I still think AI projects could be run at vastly larger budgets, so in that sense I still believe in there being an orders-of-magnitude overhang. Just convincing the people with those budgets to fund these projects is apparently much harder than I thought.
I am not unhappy about this.
Curious if you have any other thoughts on this after another 10 months?
Those I know who train large models seem to be very confident we will get 100 Trillion parameter models before the end of the decade, but do not seem to think it will happen, say, in the next 2 years.

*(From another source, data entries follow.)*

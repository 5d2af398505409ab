use std::collections::BTreeMap;

use chrono::{Datelike, NaiveDate};
use log::debug;
use rust_decimal::Decimal;
use sim_core::{
    round_cash, AccountType, GainTerm, LotId, RealizedEvent, TaxConfig, TaxYearSummary,
};

use crate::wash::{WashAttribution, WashSaleTracker};

#[derive(Debug, Clone, Default)]
struct YearTotals {
    short_term: Decimal,
    long_term: Decimal,
    qualified: Decimal,
    ordinary: Decimal,
    interest: Decimal,
    wash_count: u32,
}

/// Accumulates realized gains, dividend income, and wash-sale activity by
/// calendar year, and computes the year-end tax.
///
/// Tax-advantaged accounts accrue nothing during the simulation; their
/// summaries report zero tax. The realized-event trail is kept for every
/// account type.
#[derive(Debug, Clone)]
pub struct TaxLedger {
    account_type: AccountType,
    config: TaxConfig,
    events: Vec<RealizedEvent>,
    years: BTreeMap<i32, YearTotals>,
    wash: WashSaleTracker,
}

impl TaxLedger {
    pub fn new(account_type: AccountType, config: TaxConfig) -> Self {
        Self {
            account_type,
            config,
            events: Vec::new(),
            years: BTreeMap::new(),
            wash: WashSaleTracker::new(),
        }
    }

    fn wash_enabled(&self) -> bool {
        self.account_type.is_taxable() && self.config.apply_wash_sale
    }

    /// Record a realized event from a SELL. For taxable accounts the gain
    /// lands in the year's short- or long-term bucket; a loss additionally
    /// runs backward wash matching against recent buys. Returns the basis
    /// adjustments the portfolio must apply to existing replacement lots.
    pub fn record_sale(
        &mut self,
        mut event: RealizedEvent,
        consumed_lots: &[LotId],
    ) -> Vec<WashAttribution> {
        let gain = event.proceeds - event.cost_basis;
        let year = event.date.year();
        let idx = self.events.len();

        if self.account_type.is_taxable() {
            let totals = self.years.entry(year).or_default();
            match event.term {
                GainTerm::ShortTerm => totals.short_term += gain,
                GainTerm::LongTerm => totals.long_term += gain,
            }
        }

        let mut attributions = Vec::new();
        if gain < Decimal::ZERO && self.wash_enabled() && event.quantity > Decimal::ZERO {
            let loss_per_share = (-gain) / event.quantity;
            attributions = self.wash.record_loss_sale(
                &event.symbol,
                event.date,
                event.quantity,
                loss_per_share,
                idx,
                consumed_lots,
            );
        }

        self.events.push(event);
        for attribution in &mut attributions {
            self.apply_disallowance(attribution);
        }
        attributions
    }

    /// Record a buy (or DRIP) for wash matching. Returns the adjustments to
    /// fold into the newly created lot's basis.
    pub fn record_buy(
        &mut self,
        symbol: &str,
        date: NaiveDate,
        lot_id: LotId,
        quantity: Decimal,
    ) -> Vec<WashAttribution> {
        if !self.wash_enabled() {
            return Vec::new();
        }
        let mut attributions = self.wash.record_buy(symbol, date, lot_id, quantity);
        for attribution in &mut attributions {
            self.apply_disallowance(attribution);
        }
        attributions
    }

    /// Flag the originating event and add the disallowed loss back to its
    /// year bucket, capping at the loss that remains disallowable.
    fn apply_disallowance(&mut self, attribution: &mut WashAttribution) {
        let event = &mut self.events[attribution.event_idx];
        let total_loss = event.cost_basis - event.proceeds;
        let remaining = (total_loss - event.wash_disallowed).max(Decimal::ZERO);
        attribution.disallowed = attribution.disallowed.min(remaining);
        if attribution.disallowed <= Decimal::ZERO {
            attribution.disallowed = Decimal::ZERO;
            return;
        }
        event.wash_disallowed += attribution.disallowed;

        let totals = self.years.entry(event.date.year()).or_default();
        match event.term {
            GainTerm::ShortTerm => totals.short_term += attribution.disallowed,
            GainTerm::LongTerm => totals.long_term += attribution.disallowed,
        }
        totals.wash_count += 1;
        debug!(
            "wash sale: {} {} disallowed into lot {}",
            event.symbol, attribution.disallowed, attribution.lot_id
        );
    }

    /// Shares sold from a lot stop being replacement-share candidates.
    pub fn note_lot_reduced(&mut self, lot_id: LotId, quantity: Decimal) {
        if self.wash_enabled() {
            self.wash.reduce_matchable(lot_id, quantity);
        }
    }

    /// Route a cash dividend into its qualified and ordinary buckets.
    pub fn record_dividend(&mut self, date: NaiveDate, amount: Decimal, qualified_pct: f64) {
        if !self.account_type.is_taxable() {
            return;
        }
        let qualified_pct = qualified_pct.clamp(0.0, 1.0);
        let qualified = round_cash(amount * rate(qualified_pct));
        let totals = self.years.entry(date.year()).or_default();
        totals.qualified += qualified;
        totals.ordinary += amount - qualified;
    }

    /// Interest on idle cash, taxed as ordinary income.
    pub fn record_interest(&mut self, date: NaiveDate, amount: Decimal) {
        if !self.account_type.is_taxable() {
            return;
        }
        self.years.entry(date.year()).or_default().interest += amount;
    }

    /// Drop expired wash windows and stale buy records.
    pub fn expire_wash_state(&mut self, as_of: NaiveDate) {
        self.wash.expire(as_of);
    }

    /// Compute the year's tax. Losses offset gains within class first (the
    /// buckets accumulate net), then short-term losses reduce long-term
    /// gains and vice versa. A net-negative year owes nothing and carries
    /// nothing forward.
    pub fn close_year(&self, year: i32) -> TaxYearSummary {
        let totals = self.years.get(&year).cloned().unwrap_or_default();

        let (st_taxable, lt_taxable) = offset_cross_class(totals.short_term, totals.long_term);

        let total_tax = if self.account_type.is_taxable() {
            let ordinary_rate = rate(self.config.federal_ordinary + self.config.state);
            let ltcg_rate = rate(self.config.federal_ltcg + self.config.state);
            round_cash(
                st_taxable * ordinary_rate
                    + lt_taxable * ltcg_rate
                    + totals.qualified * ltcg_rate
                    + (totals.ordinary + totals.interest) * ordinary_rate,
            )
        } else {
            Decimal::ZERO
        };

        TaxYearSummary {
            year,
            short_term_gains: round_cash(totals.short_term),
            long_term_gains: round_cash(totals.long_term),
            qualified_dividends: round_cash(totals.qualified),
            ordinary_dividends: round_cash(totals.ordinary),
            interest_income: round_cash(totals.interest),
            total_tax,
            wash_sale_count: totals.wash_count,
        }
    }

    /// Years with any recorded activity, ascending.
    pub fn active_years(&self) -> Vec<i32> {
        self.years.keys().copied().collect()
    }

    pub fn events(&self) -> &[RealizedEvent] {
        &self.events
    }

    pub fn into_events(self) -> Vec<RealizedEvent> {
        self.events
    }

    /// End-of-period value after the account's withdrawal treatment: Roth
    /// and 529 withdraw tax-free, a Traditional IRA is taxed in full at the
    /// configured withdrawal rate, and a taxable account nets out the
    /// long-term tax on positive unrealized gains.
    pub fn after_tax_value(&self, total_value: Decimal, unrealized_gain: Decimal) -> Decimal {
        match self.account_type {
            AccountType::RothIra | AccountType::Plan529 => total_value,
            AccountType::TraditionalIra => round_cash(
                total_value * (Decimal::ONE - rate(self.config.withdrawal_tax_rate_for_ira)),
            ),
            AccountType::Taxable => {
                let gain_tax = if unrealized_gain > Decimal::ZERO {
                    unrealized_gain * rate(self.config.federal_ltcg + self.config.state)
                } else {
                    Decimal::ZERO
                };
                round_cash(total_value - gain_tax)
            }
        }
    }
}

/// Apply cross-class offsetting and return the taxable (non-negative)
/// short- and long-term amounts.
fn offset_cross_class(short_term: Decimal, long_term: Decimal) -> (Decimal, Decimal) {
    let mut st = short_term;
    let mut lt = long_term;
    if st < Decimal::ZERO && lt > Decimal::ZERO {
        lt = (lt + st).max(Decimal::ZERO);
        st = Decimal::ZERO;
    } else if lt < Decimal::ZERO && st > Decimal::ZERO {
        st = (st + lt).max(Decimal::ZERO);
        lt = Decimal::ZERO;
    }
    (st.max(Decimal::ZERO), lt.max(Decimal::ZERO))
}

fn rate(value: f64) -> Decimal {
    Decimal::from_f64_retain(value).unwrap_or_default()
}

#[cfg(test)]
mod tests {
    use super::*;
    use rust_decimal_macros::dec;

    fn ymd(y: i32, m: u32, d: u32) -> NaiveDate {
        NaiveDate::from_ymd_opt(y, m, d).unwrap()
    }

    fn event(
        date: NaiveDate,
        symbol: &str,
        quantity: Decimal,
        proceeds: Decimal,
        cost_basis: Decimal,
        term: GainTerm,
    ) -> RealizedEvent {
        RealizedEvent {
            date,
            symbol: symbol.into(),
            quantity,
            proceeds,
            cost_basis,
            holding_days: match term {
                GainTerm::ShortTerm => 100,
                GainTerm::LongTerm => 500,
            },
            term,
            wash_disallowed: Decimal::ZERO,
        }
    }

    fn taxable_ledger() -> TaxLedger {
        TaxLedger::new(AccountType::Taxable, TaxConfig::default())
    }

    #[test]
    fn gains_accumulate_by_term() {
        let mut ledger = taxable_ledger();
        ledger.record_sale(
            event(ymd(2020, 3, 2), "SPY", dec!(10), dec!(1100), dec!(1000), GainTerm::ShortTerm),
            &[],
        );
        ledger.record_sale(
            event(ymd(2020, 6, 2), "SPY", dec!(10), dec!(1300), dec!(1000), GainTerm::LongTerm),
            &[],
        );

        let summary = ledger.close_year(2020);
        assert_eq!(summary.short_term_gains, dec!(100));
        assert_eq!(summary.long_term_gains, dec!(300));
        // 100 * 0.38 + 300 * 0.21
        assert_eq!(summary.total_tax, dec!(101));
    }

    #[test]
    fn short_losses_reduce_long_gains() {
        let mut ledger = taxable_ledger();
        ledger.record_sale(
            event(ymd(2020, 3, 2), "SPY", dec!(10), dec!(800), dec!(1000), GainTerm::ShortTerm),
            &[],
        );
        ledger.record_sale(
            event(ymd(2020, 6, 2), "TLT", dec!(10), dec!(1500), dec!(1000), GainTerm::LongTerm),
            &[],
        );

        let summary = ledger.close_year(2020);
        // 500 long gain less 200 short loss, taxed at the LTCG+state rate.
        assert_eq!(summary.total_tax, dec!(63));
    }

    #[test]
    fn net_loss_year_owes_nothing() {
        let mut ledger = taxable_ledger();
        ledger.record_sale(
            event(ymd(2020, 3, 2), "SPY", dec!(10), dec!(500), dec!(1000), GainTerm::ShortTerm),
            &[],
        );
        let summary = ledger.close_year(2020);
        assert_eq!(summary.total_tax, dec!(0));
        // And the loss does not reach the following year.
        assert_eq!(ledger.close_year(2021).total_tax, dec!(0));
        assert_eq!(ledger.close_year(2021).short_term_gains, dec!(0));
    }

    #[test]
    fn dividends_split_by_qualified_fraction() {
        let mut ledger = taxable_ledger();
        ledger.record_dividend(ymd(2020, 9, 10), dec!(1000), 0.8);
        let summary = ledger.close_year(2020);
        assert_eq!(summary.qualified_dividends, dec!(800));
        assert_eq!(summary.ordinary_dividends, dec!(200));
        // 800 * 0.21 + 200 * 0.38
        assert_eq!(summary.total_tax, dec!(244));
    }

    #[test]
    fn roth_accrues_zero_tax() {
        let mut ledger = TaxLedger::new(AccountType::RothIra, TaxConfig::default());
        ledger.record_sale(
            event(ymd(2020, 3, 2), "SPY", dec!(10), dec!(2000), dec!(1000), GainTerm::ShortTerm),
            &[],
        );
        ledger.record_dividend(ymd(2020, 9, 10), dec!(1000), 0.8);
        let summary = ledger.close_year(2020);
        assert_eq!(summary.total_tax, dec!(0));
        assert_eq!(summary.qualified_dividends, dec!(0));
        // The audit trail is still kept.
        assert_eq!(ledger.events().len(), 1);
    }

    #[test]
    fn wash_sale_disallows_loss_and_flags_event() {
        let mut ledger = taxable_ledger();
        // Sell 100 shares at a 1,000 loss.
        ledger.record_sale(
            event(ymd(2020, 1, 20), "VTI", dec!(100), dec!(9000), dec!(10000), GainTerm::ShortTerm),
            &[],
        );
        // Replacement buy five days later.
        let adjustments = ledger.record_buy("VTI", ymd(2020, 1, 25), 42, dec!(100));
        assert_eq!(adjustments.len(), 1);
        assert_eq!(adjustments[0].disallowed, dec!(1000));

        let flagged = &ledger.events()[0];
        assert_eq!(flagged.wash_disallowed, dec!(1000));
        assert_eq!(flagged.recognized_gain(), dec!(0));

        let summary = ledger.close_year(2020);
        assert_eq!(summary.wash_sale_count, 1);
        // The disallowed loss is added back: no net short-term loss remains.
        assert_eq!(summary.short_term_gains, dec!(0));
    }

    #[test]
    fn disallowance_never_exceeds_the_loss() {
        let mut ledger = taxable_ledger();
        ledger.record_sale(
            event(ymd(2020, 1, 20), "VTI", dec!(100), dec!(9000), dec!(10000), GainTerm::ShortTerm),
            &[],
        );
        ledger.record_buy("VTI", ymd(2020, 1, 25), 42, dec!(100));
        // A second replacement buy finds nothing left to disallow.
        let adjustments = ledger.record_buy("VTI", ymd(2020, 1, 27), 43, dec!(100));
        assert!(adjustments.is_empty() || adjustments[0].disallowed == dec!(0));
        assert_eq!(ledger.events()[0].wash_disallowed, dec!(1000));
    }

    #[test]
    fn after_tax_value_by_account_type() {
        let ledger = taxable_ledger();
        assert_eq!(ledger.after_tax_value(dec!(10000), dec!(1000)), dec!(9790));

        let ledger = TaxLedger::new(AccountType::TraditionalIra, TaxConfig::default());
        assert_eq!(ledger.after_tax_value(dec!(10000), dec!(1000)), dec!(7500));

        let ledger = TaxLedger::new(AccountType::RothIra, TaxConfig::default());
        assert_eq!(ledger.after_tax_value(dec!(10000), dec!(1000)), dec!(10000));
    }
}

There is a strange disconcerting phenomena where many of the engineers I’ve talked to most in the position to know, who work for (and in one case owns) companies training 10 billion+ models, seem to have timelines on the order of 5-10 years. Shane Legg recently said he gave a 50% chance of AGI by 2030, which is inline with some the people I’ve talked to on EAI, though many disagree. Leo Gao, I believe, tends to think OpenPhil’s more aggressive estimates are about right, which is less short than some.
I would like “really short timelines” people to make more posts about it, assuming common knowledge of short timelines is a good thing, as the position is not talked about here as much as it should be given how many people seem to believe in it.
For what it’s worth I settled on the Ajeya report aggressive distribution as a reasonable prior after taking a quick skim of the report and then eyeballing the various distributions to see which one felt the most right to me—not a super rigorous process. The best guess timeline feels definitely too slow to me. The biggest reason why my timeline estimate isn’t shorter is essentially correction for planning fallacy.
FWIW if the current trend continues we will first see 1e14 parameter models in 2 to 4 years from now.
>I think there’s still a substantial chance of something 10x large being revealed within 18 months (which I think is the upper bound on ‘timeline measured in months’)
So did that happen?
I suppose the new scaling laws render this sort of thinking obsolete.